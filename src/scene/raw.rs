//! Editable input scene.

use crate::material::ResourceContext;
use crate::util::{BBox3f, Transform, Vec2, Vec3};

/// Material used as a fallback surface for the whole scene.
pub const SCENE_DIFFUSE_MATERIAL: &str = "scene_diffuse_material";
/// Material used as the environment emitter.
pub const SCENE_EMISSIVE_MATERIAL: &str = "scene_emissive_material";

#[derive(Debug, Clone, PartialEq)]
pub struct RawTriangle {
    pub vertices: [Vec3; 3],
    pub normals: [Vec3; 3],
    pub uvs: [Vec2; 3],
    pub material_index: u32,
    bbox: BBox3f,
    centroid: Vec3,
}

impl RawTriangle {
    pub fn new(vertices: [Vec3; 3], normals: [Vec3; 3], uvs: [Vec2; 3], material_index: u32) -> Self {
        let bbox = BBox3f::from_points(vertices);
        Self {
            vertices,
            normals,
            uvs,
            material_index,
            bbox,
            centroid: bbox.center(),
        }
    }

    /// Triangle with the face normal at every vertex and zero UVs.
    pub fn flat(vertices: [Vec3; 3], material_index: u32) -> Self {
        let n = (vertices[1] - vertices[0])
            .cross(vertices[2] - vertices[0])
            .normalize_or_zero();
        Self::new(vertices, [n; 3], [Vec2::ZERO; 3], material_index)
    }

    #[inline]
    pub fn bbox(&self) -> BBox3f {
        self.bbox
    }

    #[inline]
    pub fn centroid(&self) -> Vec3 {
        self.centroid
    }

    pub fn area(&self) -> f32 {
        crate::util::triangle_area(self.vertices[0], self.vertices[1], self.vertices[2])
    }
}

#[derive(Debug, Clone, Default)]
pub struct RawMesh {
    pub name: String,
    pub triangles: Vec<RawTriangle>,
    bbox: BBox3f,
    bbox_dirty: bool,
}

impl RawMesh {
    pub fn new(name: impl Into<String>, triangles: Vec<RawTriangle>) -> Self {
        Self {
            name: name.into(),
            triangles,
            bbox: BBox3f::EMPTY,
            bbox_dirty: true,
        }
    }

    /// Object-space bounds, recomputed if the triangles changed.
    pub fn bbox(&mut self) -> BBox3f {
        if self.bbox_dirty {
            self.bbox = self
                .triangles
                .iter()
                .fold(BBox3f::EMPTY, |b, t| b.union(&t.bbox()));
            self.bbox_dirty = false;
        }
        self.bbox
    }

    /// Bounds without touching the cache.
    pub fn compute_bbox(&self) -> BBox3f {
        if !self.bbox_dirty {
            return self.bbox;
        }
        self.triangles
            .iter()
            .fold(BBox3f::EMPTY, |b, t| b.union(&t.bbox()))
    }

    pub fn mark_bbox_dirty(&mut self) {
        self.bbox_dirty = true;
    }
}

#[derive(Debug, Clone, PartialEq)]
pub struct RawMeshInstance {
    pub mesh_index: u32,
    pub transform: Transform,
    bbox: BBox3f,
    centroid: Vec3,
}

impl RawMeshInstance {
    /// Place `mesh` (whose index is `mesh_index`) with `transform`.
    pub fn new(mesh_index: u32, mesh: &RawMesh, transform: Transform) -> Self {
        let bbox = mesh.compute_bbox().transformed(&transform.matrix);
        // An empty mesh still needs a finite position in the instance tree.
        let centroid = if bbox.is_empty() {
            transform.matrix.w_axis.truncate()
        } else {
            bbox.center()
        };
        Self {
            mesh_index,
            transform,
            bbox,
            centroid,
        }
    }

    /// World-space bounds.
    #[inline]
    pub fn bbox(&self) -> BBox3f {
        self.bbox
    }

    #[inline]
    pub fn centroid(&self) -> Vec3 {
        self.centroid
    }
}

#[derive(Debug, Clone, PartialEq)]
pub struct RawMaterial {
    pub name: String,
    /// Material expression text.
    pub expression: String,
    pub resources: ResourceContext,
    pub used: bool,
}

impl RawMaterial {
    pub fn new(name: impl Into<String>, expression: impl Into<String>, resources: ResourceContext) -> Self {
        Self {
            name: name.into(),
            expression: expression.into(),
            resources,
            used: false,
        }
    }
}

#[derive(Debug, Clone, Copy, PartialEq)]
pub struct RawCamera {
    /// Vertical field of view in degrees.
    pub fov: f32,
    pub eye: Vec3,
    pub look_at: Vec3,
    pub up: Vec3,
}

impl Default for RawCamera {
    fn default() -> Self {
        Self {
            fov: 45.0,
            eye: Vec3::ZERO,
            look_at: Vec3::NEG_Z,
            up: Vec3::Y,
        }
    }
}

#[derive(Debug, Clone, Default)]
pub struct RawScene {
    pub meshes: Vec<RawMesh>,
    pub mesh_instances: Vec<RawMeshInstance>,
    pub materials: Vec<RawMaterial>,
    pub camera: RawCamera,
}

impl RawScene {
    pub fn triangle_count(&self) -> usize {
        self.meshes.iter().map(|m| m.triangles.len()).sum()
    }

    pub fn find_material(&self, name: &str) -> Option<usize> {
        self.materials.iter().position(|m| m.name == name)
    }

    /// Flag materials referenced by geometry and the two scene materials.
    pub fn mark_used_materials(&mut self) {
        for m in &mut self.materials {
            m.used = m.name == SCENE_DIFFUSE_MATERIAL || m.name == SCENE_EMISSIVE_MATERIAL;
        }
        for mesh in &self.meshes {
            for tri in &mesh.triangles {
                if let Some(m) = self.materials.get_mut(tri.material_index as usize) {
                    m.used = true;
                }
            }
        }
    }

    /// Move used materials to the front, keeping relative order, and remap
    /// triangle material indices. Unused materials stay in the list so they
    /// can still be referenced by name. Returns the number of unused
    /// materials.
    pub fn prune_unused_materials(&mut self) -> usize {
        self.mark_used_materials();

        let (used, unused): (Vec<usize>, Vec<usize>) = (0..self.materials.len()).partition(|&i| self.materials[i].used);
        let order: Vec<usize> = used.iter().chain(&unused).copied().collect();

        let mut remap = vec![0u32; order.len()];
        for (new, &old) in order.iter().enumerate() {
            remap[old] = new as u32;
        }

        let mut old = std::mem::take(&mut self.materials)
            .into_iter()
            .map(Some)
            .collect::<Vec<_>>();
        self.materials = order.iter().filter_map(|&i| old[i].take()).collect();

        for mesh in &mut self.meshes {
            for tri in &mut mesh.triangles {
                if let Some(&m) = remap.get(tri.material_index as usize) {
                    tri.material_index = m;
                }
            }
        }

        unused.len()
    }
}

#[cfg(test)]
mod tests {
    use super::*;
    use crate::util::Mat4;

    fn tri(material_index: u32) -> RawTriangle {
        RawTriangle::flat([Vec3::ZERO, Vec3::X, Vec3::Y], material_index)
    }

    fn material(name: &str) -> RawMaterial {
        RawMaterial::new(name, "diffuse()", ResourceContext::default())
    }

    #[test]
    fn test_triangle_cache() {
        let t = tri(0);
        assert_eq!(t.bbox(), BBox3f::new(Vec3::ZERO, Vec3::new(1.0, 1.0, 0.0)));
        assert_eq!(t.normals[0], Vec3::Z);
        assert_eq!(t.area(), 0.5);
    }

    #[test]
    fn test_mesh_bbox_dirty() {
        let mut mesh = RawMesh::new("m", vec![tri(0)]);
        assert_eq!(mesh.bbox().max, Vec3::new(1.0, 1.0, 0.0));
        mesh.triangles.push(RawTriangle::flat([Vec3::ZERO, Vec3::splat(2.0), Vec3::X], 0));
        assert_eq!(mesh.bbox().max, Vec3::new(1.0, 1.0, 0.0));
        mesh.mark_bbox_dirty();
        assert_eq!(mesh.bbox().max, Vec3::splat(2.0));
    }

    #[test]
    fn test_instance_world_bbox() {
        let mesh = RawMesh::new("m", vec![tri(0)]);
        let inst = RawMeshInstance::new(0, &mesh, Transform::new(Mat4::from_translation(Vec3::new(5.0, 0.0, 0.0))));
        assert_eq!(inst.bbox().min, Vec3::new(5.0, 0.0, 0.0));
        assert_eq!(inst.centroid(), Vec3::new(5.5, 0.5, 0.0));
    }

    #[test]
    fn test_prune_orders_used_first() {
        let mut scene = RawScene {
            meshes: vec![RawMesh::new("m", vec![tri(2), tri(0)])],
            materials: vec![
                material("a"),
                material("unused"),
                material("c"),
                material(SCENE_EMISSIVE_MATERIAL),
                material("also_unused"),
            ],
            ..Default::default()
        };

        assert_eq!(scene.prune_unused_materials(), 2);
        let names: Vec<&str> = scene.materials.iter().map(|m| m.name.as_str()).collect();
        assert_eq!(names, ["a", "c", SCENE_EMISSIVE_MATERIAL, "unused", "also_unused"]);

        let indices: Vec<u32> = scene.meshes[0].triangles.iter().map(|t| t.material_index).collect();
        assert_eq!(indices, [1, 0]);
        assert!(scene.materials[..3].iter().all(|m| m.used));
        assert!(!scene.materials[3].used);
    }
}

▸ **Problem statement**
All lines with the word "names" should be copied from the material above.

▸ **Exercise output**
        let names: Vec<&str> = scene.materials.iter().map(|m| m.name.as_str()).collect();
        assert_eq!(names, ["a", "c", SCENE_EMISSIVE_MATERIAL, "unused", "also_unused"]);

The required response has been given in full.